I took a taxi into Nome itself, which only has about a thousand homes, and maybe four times as many people. When I got out of the taxi, on Main Street, I was shocked. The town is like something out of Alice in Wonderland. For years people built homes atop the permafrost layer (that’s about four to five feet of earth, which freezes in the winter and thaws in the summer, while underneath it is always soft), so that many of the homes constructed back then have come to have a distinct lean. They tilt in every direction. Americans, like me, are used to seeing homes flat and level, at all times, so it is truly disconcerting to see homes leaning at weird angles, particularly since none of those angles are congruent with one another.

Wonderland. I had arrived in a misty cold and jumbled, Wonderland.

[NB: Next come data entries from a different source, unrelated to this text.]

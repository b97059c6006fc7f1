//! English word tokenizer that splits clitics the way dependency parsers do:
//! `can't` becomes `ca` + `n't`, `I'm` becomes `I` + `'m`, `cant` becomes
//! `ca` + `nt`.

const CLITIC_SUFFIXES: &[&str] = &["'m", "'re", "'s", "'ve", "'ll", "'d"];

// Apostrophe-less negative contractions.
const BARE_NEGATIONS: &[&str] = &[
    "cant", "dont", "wont", "isnt", "arent", "wasnt", "werent", "doesnt", "didnt", "hasnt",
    "havent", "hadnt", "couldnt", "shouldnt", "wouldnt", "aint",
];

// Apostrophe-less first-person contractions.
const BARE_FIRST_PERSON: &[(&str, &str)] = &[("im", "m"), ("ive", "ve")];

fn is_word_char(c: char) -> bool {
    c.is_alphanumeric() || c == '\'' || c == '-'
}

fn split_word(word: &str, out: &mut Vec<String>) {
    let lower = word.to_lowercase();

    if lower.len() > 3 && lower.ends_with("n't") {
        let cut = word.len() - 3;
        out.push(word[..cut].to_owned());
        out.push(word[cut..].to_owned());
        return;
    }
    if BARE_NEGATIONS.contains(&lower.as_str()) {
        let cut = word.len() - 2;
        out.push(word[..cut].to_owned());
        out.push(word[cut..].to_owned());
        return;
    }
    if let Some((_, tail)) = BARE_FIRST_PERSON.iter().find(|(w, _)| *w == lower) {
        let cut = word.len() - tail.len();
        out.push(word[..cut].to_owned());
        out.push(word[cut..].to_owned());
        return;
    }
    for suffix in CLITIC_SUFFIXES {
        if lower.len() > suffix.len() && lower.ends_with(suffix) {
            let cut = word.len() - suffix.len();
            out.push(word[..cut].to_owned());
            out.push(word[cut..].to_owned());
            return;
        }
    }
    out.push(word.to_owned());
}

/// Splits `text` into word, clitic and punctuation tokens.
pub fn tokenize(text: &str) -> Vec<String> {
    let normalized = text.replace(['\u{2019}', '\u{2018}'], "'");
    let mut tokens = Vec::new();
    let mut word = String::new();

    let flush = |word: &mut String, tokens: &mut Vec<String>| {
        let trimmed = word.trim_matches(|c: char| c == '\'' || c == '-');
        if !trimmed.is_empty() {
            split_word(trimmed, tokens);
        }
        word.clear();
    };

    for c in normalized.chars() {
        if is_word_char(c) {
            word.push(c);
        } else {
            flush(&mut word, &mut tokens);
            if !c.is_whitespace() {
                tokens.push(c.to_string());
            }
        }
    }
    flush(&mut word, &mut tokens);
    tokens
}
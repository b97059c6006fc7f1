use super::tokenize::tokenize;
use super::{PolarityLabel, SubjectivityLabel};
use crate::config::SentimentThresholds;
use serde::{Deserialize, Serialize};

#[derive(Clone, Copy, Debug, Serialize, Deserialize, PartialEq)]
pub struct Sentiment {
    pub polarity: f64,
    pub subjectivity: f64,
    pub polarity_label: PolarityLabel,
    pub subjectivity_label: SubjectivityLabel,
}

impl Sentiment {
    pub fn from_scores(polarity: f64, subjectivity: f64, thresholds: SentimentThresholds) -> Self {
        Self {
            polarity,
            subjectivity,
            polarity_label: polarity_label(polarity, thresholds.polarity),
            subjectivity_label: subjectivity_label(subjectivity, thresholds.subjectivity),
        }
    }
}

/// `neutral` when `|polarity| <= threshold`, otherwise the sign decides.
pub fn polarity_label(polarity: f64, threshold: f64) -> PolarityLabel {
    if polarity.abs() <= threshold {
        PolarityLabel::Neutral
    } else if polarity > 0.0 {
        PolarityLabel::Positive
    } else {
        PolarityLabel::Negative
    }
}

pub fn subjectivity_label(subjectivity: f64, threshold: f64) -> SubjectivityLabel {
    if subjectivity > threshold {
        SubjectivityLabel::Personal
    } else {
        SubjectivityLabel::Factual
    }
}

pub trait SentimentAnalyzer: Send + Sync {
    fn analyze(&self, text: &str, thresholds: SentimentThresholds) -> Sentiment;
}

// (word, polarity, subjectivity)
const LEXICON: &[(&str, f64, f64)] = &[
    ("amazing", 0.6, 0.9),
    ("awesome", 1.0, 1.0),
    ("beautiful", 0.85, 1.0),
    ("best", 1.0, 0.3),
    ("better", 0.5, 0.5),
    ("brilliant", 0.9, 1.0),
    ("delighted", 0.7, 0.8),
    ("enjoy", 0.4, 0.5),
    ("excellent", 1.0, 1.0),
    ("excited", 0.4, 0.8),
    ("fantastic", 0.4, 0.9),
    ("fine", 0.4, 0.5),
    ("fun", 0.3, 0.2),
    ("glad", 0.5, 1.0),
    ("good", 0.7, 0.6),
    ("great", 0.8, 0.75),
    ("happy", 0.8, 1.0),
    ("love", 0.5, 0.6),
    ("loved", 0.7, 0.8),
    ("lovely", 0.5, 0.75),
    ("nice", 0.6, 1.0),
    ("perfect", 1.0, 1.0),
    ("pleased", 0.5, 1.0),
    ("recommend", 0.3, 0.4),
    ("thanks", 0.2, 0.2),
    ("wonderful", 1.0, 1.0),
    ("angry", -0.5, 1.0),
    ("annoying", -0.8, 0.9),
    ("awful", -1.0, 1.0),
    ("bad", -0.7, 0.67),
    ("boring", -1.0, 1.0),
    ("broken", -0.4, 0.4),
    ("disappointed", -0.75, 0.75),
    ("disappointing", -0.6, 0.7),
    ("disgusting", -1.0, 1.0),
    ("hate", -0.8, 0.9),
    ("horrible", -1.0, 1.0),
    ("poor", -0.4, 0.6),
    ("sad", -0.5, 1.0),
    ("scared", -0.5, 0.9),
    ("terrible", -1.0, 1.0),
    ("ugly", -0.7, 1.0),
    ("upset", -0.5, 0.8),
    ("useless", -0.5, 0.2),
    ("worse", -0.4, 0.6),
    ("worst", -1.0, 1.0),
    ("wrong", -0.5, 0.9),
    ("important", 0.4, 1.0),
    ("interesting", 0.5, 0.5),
    ("new", 0.14, 0.45),
    ("old", 0.1, 0.2),
    ("strange", 0.0, 0.15),
    ("surprised", 0.1, 0.6),
    ("think", 0.0, 0.3),
    ("feel", 0.0, 0.4),
];

const INTENSIFIERS: &[(&str, f64)] = &[
    ("very", 1.3),
    ("so", 1.3),
    ("really", 1.3),
    ("too", 1.3),
    ("quite", 1.1),
    ("extremely", 1.5),
    ("incredibly", 1.5),
    ("absolutely", 1.5),
];

const NEGATORS: &[&str] = &["not", "n't", "nt", "never", "no"];

const NEGATION_FACTOR: f64 = -0.5;

fn round3(value: f64) -> f64 {
    (value * 1000.0).round() / 1000.0
}

/// Lexicon scorer over the clitic-splitting tokenizer.
///
/// Polarity and subjectivity are the means over scored words. A run of
/// intensifiers multiplies the next scored word; a negator directly before a
/// scored word (intensifiers in between are allowed) flips and halves its
/// polarity. Up to three exclamation marks add 10% polarity each.
#[derive(Clone, Debug, Default)]
pub struct LexiconSentimentAnalyzer;

impl LexiconSentimentAnalyzer {
    pub fn new() -> Self {
        Self
    }

    pub fn scores(&self, text: &str) -> (f64, f64) {
        let mut polarities = Vec::new();
        let mut subjectivities = Vec::new();
        let mut intensity: f64 = 1.0;
        let mut negated = false;

        for token in tokenize(text) {
            let lower = token.to_lowercase();
            if let Some((_, factor)) = INTENSIFIERS.iter().find(|(w, _)| *w == lower) {
                intensity *= *factor;
                continue;
            }
            if NEGATORS.contains(&lower.as_str()) {
                negated = true;
                continue;
            }
            if let Some((_, p, s)) = LEXICON.iter().find(|(w, _, _)| *w == lower) {
                let mut polarity = *p * intensity;
                if negated {
                    polarity *= NEGATION_FACTOR;
                }
                polarities.push(polarity);
                subjectivities.push(*s * intensity);
            }
            intensity = 1.0;
            negated = false;
        }

        if polarities.is_empty() {
            return (0.0, 0.0);
        }
        let n = polarities.len() as f64;
        let mut polarity = polarities.iter().sum::<f64>() / n;
        let subjectivity = subjectivities.iter().sum::<f64>() / n;

        let exclamations = text.chars().filter(|c| *c == '!').count().min(3);
        polarity *= 1.0 + 0.1 * exclamations as f64;

        (
            round3(polarity.clamp(-1.0, 1.0)),
            round3(subjectivity.clamp(0.0, 1.0)),
        )
    }
}

impl SentimentAnalyzer for LexiconSentimentAnalyzer {
    fn analyze(&self, text: &str, thresholds: SentimentThresholds) -> Sentiment {
        let (polarity, subjectivity) = self.scores(text);
        Sentiment::from_scores(polarity, subjectivity, thresholds)
    }
}
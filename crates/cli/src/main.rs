#![deny(warnings)]

use affect_core::batch::{BatchRunner, BatchSettings};
use affect_core::config::{
    resolve_api_key, resolve_optional_string, resolve_string_with_default, AnalysisConfig,
    Backend, Device, Env, FailurePolicy, HfConfig, RunConfig, SentimentThresholds, StdEnv,
    DEFAULT_AUDIO_ROOT, DEFAULT_HF_ENDPOINT, DEFAULT_MAX_CHARS, DEFAULT_POLARITY_THRESHOLD,
    DEFAULT_RESULTS_DIR, DEFAULT_SUBJECTIVITY_THRESHOLD, DEFAULT_TEXT_COLUMN,
    DEFAULT_WHISPER_MODEL, ENV_HF_API_TOKEN, ENV_HF_ENDPOINT, ENV_LANGUAGETOOL_URL,
};
use affect_core::models::ModelSettings;
use affect_core::report::render_results;
use affect_core::results::load_jsons;
use anyhow::Context;
use clap::{Parser, Subcommand};
use serde_json::Value;
use std::path::PathBuf;
use tracing_subscriber::EnvFilter;

#[derive(Parser, Debug)]
#[command(name = "affect")]
#[command(about = "Emotion, sentiment and statement-type analysis of text and voice datasets")]
struct Cli {
    #[arg(long, global = true, default_value = "info")]
    log_level: String,

    #[command(subcommand)]
    command: Command,
}

#[derive(Subcommand, Debug)]
enum Command {
    /// Run the configurations found in JSON files or directories.
    Run(RunArgs),
    /// Print tables for previously saved result files or directories.
    Load {
        #[arg(required = true)]
        results: Vec<PathBuf>,
    },
}

#[derive(clap::Args, Debug)]
struct RunArgs {
    #[arg(required = true)]
    configs: Vec<PathBuf>,

    /// cpu, cuda or auto.
    #[arg(long)]
    device: Option<String>,

    /// local (offline models and whisper.cpp) or hf (Hugging Face Inference API).
    #[arg(long, default_value = "local")]
    backend: String,

    /// What to do when one item fails: skip or fail.
    #[arg(long, default_value = "skip")]
    on_error: String,

    #[arg(long, default_value_t = 1)]
    concurrency: usize,

    #[arg(long, default_value_t = DEFAULT_MAX_CHARS)]
    max_chars: usize,

    #[arg(long, default_value_t = DEFAULT_POLARITY_THRESHOLD)]
    polarity_threshold: f64,

    #[arg(long, default_value_t = DEFAULT_SUBJECTIVITY_THRESHOLD)]
    subjectivity_threshold: f64,

    #[arg(long, default_value = DEFAULT_RESULTS_DIR)]
    results_dir: PathBuf,

    #[arg(long, default_value = DEFAULT_AUDIO_ROOT)]
    audio_root: PathBuf,

    #[arg(long, default_value = DEFAULT_TEXT_COLUMN)]
    text_column: String,

    #[arg(long, default_value = DEFAULT_WHISPER_MODEL)]
    whisper_model: PathBuf,

    #[arg(long)]
    hf_token: Option<String>,

    #[arg(long)]
    hf_endpoint: Option<String>,

    /// LanguageTool server for grammar correction; offline rules when unset.
    #[arg(long)]
    languagetool_url: Option<String>,
}

#[tokio::main]
async fn main() -> anyhow::Result<()> {
    let cli = Cli::parse();
    init_tracing(&cli.log_level)?;

    match cli.command {
        Command::Run(args) => run_command(args, &StdEnv).await,
        Command::Load { results } => load_command(&results),
    }
}

fn init_tracing(level: &str) -> anyhow::Result<()> {
    let filter = EnvFilter::builder()
        .with_default_directive(
            level
                .parse()
                .with_context(|| format!("invalid --log-level: {level}"))?,
        )
        .from_env_lossy();

    tracing_subscriber::fmt().with_env_filter(filter).init();
    Ok(())
}

fn build_runner(args: &RunArgs, env: &impl Env) -> anyhow::Result<BatchRunner> {
    let device = Device::resolve(args.device.clone(), env)?;
    let backend: Backend = args.backend.parse()?;
    let failure_policy: FailurePolicy = args.on_error.parse()?;
    let thresholds =
        SentimentThresholds::new(args.polarity_threshold, args.subjectivity_threshold)?;

    let analysis = AnalysisConfig {
        thresholds,
        failure_policy,
        device,
        ..AnalysisConfig::default()
    }
    .with_concurrency(args.concurrency)?
    .with_max_chars(args.max_chars)?;

    let hf = HfConfig {
        endpoint: resolve_string_with_default(
            args.hf_endpoint.clone(),
            ENV_HF_ENDPOINT,
            env,
            DEFAULT_HF_ENDPOINT,
        ),
        api_token: resolve_api_key(args.hf_token.clone(), ENV_HF_API_TOKEN, env)?,
    };
    let models = ModelSettings {
        backend,
        device,
        hf,
        languagetool_url: resolve_optional_string(
            args.languagetool_url.clone(),
            ENV_LANGUAGETOOL_URL,
            env,
        ),
        whisper_model: args.whisper_model.clone(),
    };
    let settings = BatchSettings {
        results_dir: args.results_dir.clone(),
        audio_root: args.audio_root.clone(),
        text_column: args.text_column.clone(),
    };

    tracing::info!(
        device = %device,
        backend = ?backend,
        on_error = ?failure_policy,
        concurrency = analysis.concurrency,
        "config loaded"
    );
    Ok(BatchRunner::new(models, analysis, settings))
}

async fn run_command(args: RunArgs, env: &impl Env) -> anyhow::Result<()> {
    let groups =
        load_jsons::<RunConfig>(&args.configs).context("failed to load configurations")?;
    if groups.is_empty() {
        anyhow::bail!("no valid configuration files found");
    }
    let runner = build_runner(&args, env)?;

    let total = groups.len();
    for (i, (name, configs)) in groups.iter().enumerate() {
        tracing::info!(
            file = i + 1,
            total,
            name = %name,
            configurations = configs.len(),
            "running configuration file"
        );
        for outcome in runner.run_group(name, configs).await {
            if !outcome.report.is_empty() {
                println!("{}", outcome.report);
            }
        }
    }
    tracing::info!("all groups completed");
    Ok(())
}

fn load_command(paths: &[PathBuf]) -> anyhow::Result<()> {
    let files = load_jsons::<Value>(paths).context("failed to load result files")?;
    if files.is_empty() {
        anyhow::bail!("no valid results files found");
    }
    let total = files.len();
    for (i, (name, results)) in files.iter().enumerate() {
        tracing::info!(
            file = i + 1,
            total,
            name = %name,
            records = results.len(),
            "results file loaded"
        );
        println!("{}", render_results(results));
    }
    Ok(())
}
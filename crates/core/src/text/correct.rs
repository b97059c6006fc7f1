use crate::util::retry::{is_http_retryable, retry_with_backoff, RetryConfig};
use futures::future::BoxFuture;
use futures::FutureExt;
use reqwest::Client;
use serde::Deserialize;
use url::Url;

#[derive(thiserror::Error, Debug)]
pub enum CorrectionError {
    #[error("invalid LanguageTool url: {0}")]
    InvalidUrl(#[from] url::ParseError),
    #[error("network error: {0}")]
    Network(#[from] reqwest::Error),
    #[error("HTTP {status}: {body}")]
    Status { status: u16, body: String },
    #[error("invalid response: {0}")]
    InvalidResponse(String),
}

/// Grammar and spelling normalization.
pub trait TextCorrector: Send + Sync {
    fn correct(&self, text: String) -> BoxFuture<'_, Result<String, CorrectionError>>;
}

// Keys are lowercase; replacement case follows the original's first letter.
const REPLACEMENTS: &[(&str, &str)] = &[
    ("i", "I"),
    ("im", "I'm"),
    ("ive", "I've"),
    ("cant", "can't"),
    ("dont", "don't"),
    ("isnt", "isn't"),
    ("arent", "aren't"),
    ("wasnt", "wasn't"),
    ("werent", "weren't"),
    ("doesnt", "doesn't"),
    ("didnt", "didn't"),
    ("hasnt", "hasn't"),
    ("havent", "haven't"),
    ("couldnt", "couldn't"),
    ("shouldnt", "shouldn't"),
    ("wouldnt", "wouldn't"),
    ("thats", "that's"),
    ("whats", "what's"),
    ("theyre", "they're"),
    ("youre", "you're"),
    ("beleive", "believe"),
    ("belive", "believe"),
    ("recieve", "receive"),
    ("definately", "definitely"),
    ("seperate", "separate"),
    ("occured", "occurred"),
    ("untill", "until"),
    ("wierd", "weird"),
    ("teh", "the"),
    ("alot", "a lot"),
    ("becuase", "because"),
    ("freind", "friend"),
    ("goverment", "government"),
    ("tommorow", "tomorrow"),
    ("realy", "really"),
    ("acheive", "achieve"),
    ("truely", "truly"),
];

/// Offline corrector: common contraction and misspelling fixes, standalone
/// `i` capitalized, sentence starts capitalized.
#[derive(Clone, Debug, Default)]
pub struct RuleBasedCorrector;

impl RuleBasedCorrector {
    pub fn new() -> Self {
        Self
    }

    fn replace_word(word: &str) -> String {
        let lower = word.to_lowercase();
        let Some((_, replacement)) = REPLACEMENTS.iter().find(|(from, _)| *from == lower) else {
            return word.to_owned();
        };
        if word.chars().next().is_some_and(char::is_uppercase) {
            capitalize(replacement)
        } else {
            (*replacement).to_owned()
        }
    }

    pub fn correct_str(text: &str) -> String {
        let mut out = String::with_capacity(text.len());
        let mut word = String::new();
        for c in text.chars() {
            if c.is_alphanumeric() || c == '\'' {
                word.push(c);
            } else {
                if !word.is_empty() {
                    out.push_str(&Self::replace_word(&word));
                    word.clear();
                }
                out.push(c);
            }
        }
        if !word.is_empty() {
            out.push_str(&Self::replace_word(&word));
        }
        capitalize_sentences(&out)
    }
}

impl TextCorrector for RuleBasedCorrector {
    fn correct(&self, text: String) -> BoxFuture<'_, Result<String, CorrectionError>> {
        async move { Ok(Self::correct_str(&text)) }.boxed()
    }
}

fn capitalize(word: &str) -> String {
    let mut chars = word.chars();
    match chars.next() {
        Some(first) => first.to_uppercase().chain(chars).collect(),
        None => String::new(),
    }
}

fn capitalize_sentences(text: &str) -> String {
    let mut out = String::with_capacity(text.len());
    let mut at_start = true;
    for c in text.chars() {
        if at_start && c.is_alphabetic() {
            out.extend(c.to_uppercase());
            at_start = false;
            continue;
        }
        if matches!(c, '.' | '!' | '?') {
            at_start = true;
        } else if !c.is_whitespace() && !matches!(c, '"' | '\'' | '(') {
            at_start = false;
        }
        out.push(c);
    }
    out
}

#[derive(Deserialize)]
struct CheckResponse {
    matches: Vec<CheckMatch>,
}

#[derive(Deserialize)]
struct CheckMatch {
    offset: usize,
    length: usize,
    replacements: Vec<Replacement>,
}

#[derive(Deserialize)]
struct Replacement {
    value: String,
}

/// Corrector backed by a LanguageTool server (`/v2/check`).
#[derive(Clone)]
pub struct LanguageToolCorrector {
    client: Client,
    check_url: Url,
    language: String,
    retry: RetryConfig,
}

impl LanguageToolCorrector {
    pub fn new(base_url: &str, language: &str) -> Result<Self, CorrectionError> {
        let mut base = Url::parse(base_url)?;
        if !base.path().ends_with('/') {
            let path = format!("{}/", base.path());
            base.set_path(&path);
        }
        Ok(Self {
            client: Client::new(),
            check_url: base.join("v2/check")?,
            language: language.to_owned(),
            retry: RetryConfig::default(),
        })
    }

    async fn check(&self, text: &str) -> Result<CheckResponse, CorrectionError> {
        let body = url::form_urlencoded::Serializer::new(String::new())
            .append_pair("text", text)
            .append_pair("language", &self.language)
            .finish();
        let response = self
            .client
            .post(self.check_url.clone())
            .header("Content-Type", "application/x-www-form-urlencoded")
            .body(body)
            .send()
            .await?;
        let status = response.status();
        let body = response.text().await?;
        if !status.is_success() {
            return Err(CorrectionError::Status {
                status: status.as_u16(),
                body,
            });
        }
        serde_json::from_str(&body)
            .map_err(|e| CorrectionError::InvalidResponse(format!("failed to parse JSON: {e}")))
    }
}

fn splits_surrogate_pair(units: &[u16], at: usize) -> bool {
    units
        .get(at)
        .is_some_and(|u| (0xDC00..=0xDFFF).contains(u))
}

/// Applies the first suggested replacement of every match. LanguageTool
/// offsets count UTF-16 code units; overlapping matches after the first and
/// matches cutting through a surrogate pair are dropped.
fn apply_matches(text: &str, matches: &[CheckMatch]) -> String {
    let units: Vec<u16> = text.encode_utf16().collect();
    let mut out: Vec<u16> = Vec::with_capacity(units.len());
    let mut cursor = 0usize;
    let mut ordered: Vec<&CheckMatch> = matches.iter().collect();
    ordered.sort_by_key(|m| m.offset);
    for m in ordered {
        let Some(replacement) = m.replacements.first() else {
            continue;
        };
        let end = m.offset.saturating_add(m.length);
        if m.offset < cursor
            || end > units.len()
            || splits_surrogate_pair(&units, m.offset)
            || splits_surrogate_pair(&units, end)
        {
            continue;
        }
        out.extend_from_slice(&units[cursor..m.offset]);
        out.extend(replacement.value.encode_utf16());
        cursor = end;
    }
    out.extend_from_slice(&units[cursor..]);
    String::from_utf16_lossy(&out)
}

impl TextCorrector for LanguageToolCorrector {
    fn correct(&self, text: String) -> BoxFuture<'_, Result<String, CorrectionError>> {
        async move {
            let response = retry_with_backoff(
                &self.retry,
                || self.check(&text),
                |e: &CorrectionError| match e {
                    CorrectionError::Status { status, .. } => is_http_retryable(*status),
                    CorrectionError::Network(e) => e.is_timeout() || e.is_connect(),
                    _ => false,
                },
            )
            .await?;
            tracing::debug!(matches = response.matches.len(), "languagetool check done");
            Ok(apply_matches(&text, &response.matches))
        }
        .boxed()
    }
}
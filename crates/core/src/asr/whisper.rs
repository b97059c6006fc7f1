use crate::asr::{AsrError, SpeechToTextModel};
use crate::config::Device;
use crate::decode::{AudioDecoder, FfmpegAudioDecoder, PcmFormat};
use futures::future::BoxFuture;
use futures::FutureExt;
use std::path::PathBuf;
use std::sync::{Arc, Mutex, Once};
use whisper_rs::{
    install_logging_hooks, FullParams, SamplingStrategy, WhisperContext,
    WhisperContextParameters,
};

static LOGGING_HOOKS: Once = Once::new();

/// Local whisper.cpp transcription. Audio goes through ffmpeg to 16 kHz mono
/// first; the model is loaded once and shared across calls.
#[derive(Clone)]
pub struct WhisperSpeechToText {
    context: Arc<Mutex<WhisperContext>>,
    decoder: Arc<dyn AudioDecoder>,
    language: Option<String>,
    model_path: PathBuf,
}

impl std::fmt::Debug for WhisperSpeechToText {
    fn fmt(&self, f: &mut std::fmt::Formatter<'_>) -> std::fmt::Result {
        f.debug_struct("WhisperSpeechToText")
            .field("model_path", &self.model_path)
            .field("language", &self.language)
            .finish_non_exhaustive()
    }
}

impl WhisperSpeechToText {
    pub fn new(model_path: impl Into<PathBuf>, device: Device) -> Result<Self, AsrError> {
        LOGGING_HOOKS.call_once(install_logging_hooks);

        let model_path = model_path.into();
        if !model_path.exists() {
            return Err(AsrError::ModelNotFound(model_path));
        }
        let path_str = model_path
            .to_str()
            .ok_or_else(|| AsrError::ModelLoad("model path is not valid UTF-8".to_owned()))?;

        let mut context_params = WhisperContextParameters::default();
        context_params.use_gpu(device.is_accelerated());
        let context = WhisperContext::new_with_params(path_str, context_params)
            .map_err(|e| AsrError::ModelLoad(e.to_string()))?;
        tracing::info!(model = %model_path.display(), device = %device, "whisper model loaded");

        Ok(Self {
            context: Arc::new(Mutex::new(context)),
            decoder: Arc::new(FfmpegAudioDecoder::default()),
            language: Some("en".to_owned()),
            model_path,
        })
    }

    fn run(
        context: &Mutex<WhisperContext>,
        samples: &[f32],
        language: Option<&str>,
    ) -> Result<String, AsrError> {
        let context = context
            .lock()
            .map_err(|e| AsrError::Inference(format!("whisper context lock poisoned: {e}")))?;
        let mut state = context
            .create_state()
            .map_err(|e| AsrError::Inference(format!("failed to create state: {e}")))?;

        let mut params = FullParams::new(SamplingStrategy::Greedy { best_of: 1 });
        params.set_language(language);
        params.set_print_special(false);
        params.set_print_progress(false);
        params.set_print_realtime(false);
        params.set_print_timestamps(false);

        state
            .full(params, samples)
            .map_err(|e| AsrError::Inference(e.to_string()))?;

        let mut text = String::new();
        for segment in state.as_iter() {
            text.push_str(&segment.to_string());
        }
        Ok(text.trim().to_owned())
    }
}

impl SpeechToTextModel for WhisperSpeechToText {
    fn transcribe(&self, audio_path: PathBuf) -> BoxFuture<'_, Result<String, AsrError>> {
        async move {
            let pcm = self.decoder.decode_file(audio_path).await?;
            let expected = PcmFormat::whisper_mono_16khz();
            if pcm.format != expected {
                return Err(AsrError::UnsupportedFormat {
                    sample_rate: pcm.format.sample_rate,
                    channels: pcm.format.channels,
                });
            }

            let context = Arc::clone(&self.context);
            let language = self.language.clone();
            let samples = pcm.samples;
            let text = tokio::task::spawn_blocking(move || {
                Self::run(&context, &samples, language.as_deref())
            })
            .await
            .map_err(|e| AsrError::Inference(format!("whisper task failed: {e}")))??;

            tracing::debug!(
                path = %pcm.source.display(),
                seconds = pcm.duration.as_secs_f32(),
                chars = text.len(),
                "whisper transcription done"
            );
            Ok(text)
        }
        .boxed()
    }
}

#[cfg(test)]
mod tests {
    use super::*;

    #[test]
    fn missing_model_is_reported() {
        let err = WhisperSpeechToText::new("/nonexistent/ggml-base.bin", Device::Cpu)
            .expect_err("missing model");
        assert!(matches!(err, AsrError::ModelNotFound(_)));
    }
}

I walked around the place, hauling my duffle, for a couple of hours, just taking in the town. The raining had stopped, but the streets were still wet. They bore the eerie Interior of the Nugget Inn Nome appearance of never having dried since they were poured. I was supposed to check in at the Nugget Inn, but by the time I was done walking around, it was still only five a.m. I went into the place anyway. There was no one at the front desk, or in the lobby. Nobody anywhere. I checked the place out. A closed and locked restaurant was located at one end of the building. Running right down the center of the place was an impressive bar. It stretched out toward the water, and was glassed in on both sides. I peered through the windows of the double doors, to see what I could of the place. “The Gold Dust Saloon” was etched across the door glass. As I turned, I accidentally leaned against the door, and it gave way. So I looked back, and then stepped inside. Nobody was inside. I dropped my bag behind a table, and walked through the bar. Behind the long counter, booze bottles were set row upon row, while dirty glasses littered the polished flat surface of the bar itself. I noted that there were un-bussed tables. There was also debris between them, littering the ancient hard wood floor.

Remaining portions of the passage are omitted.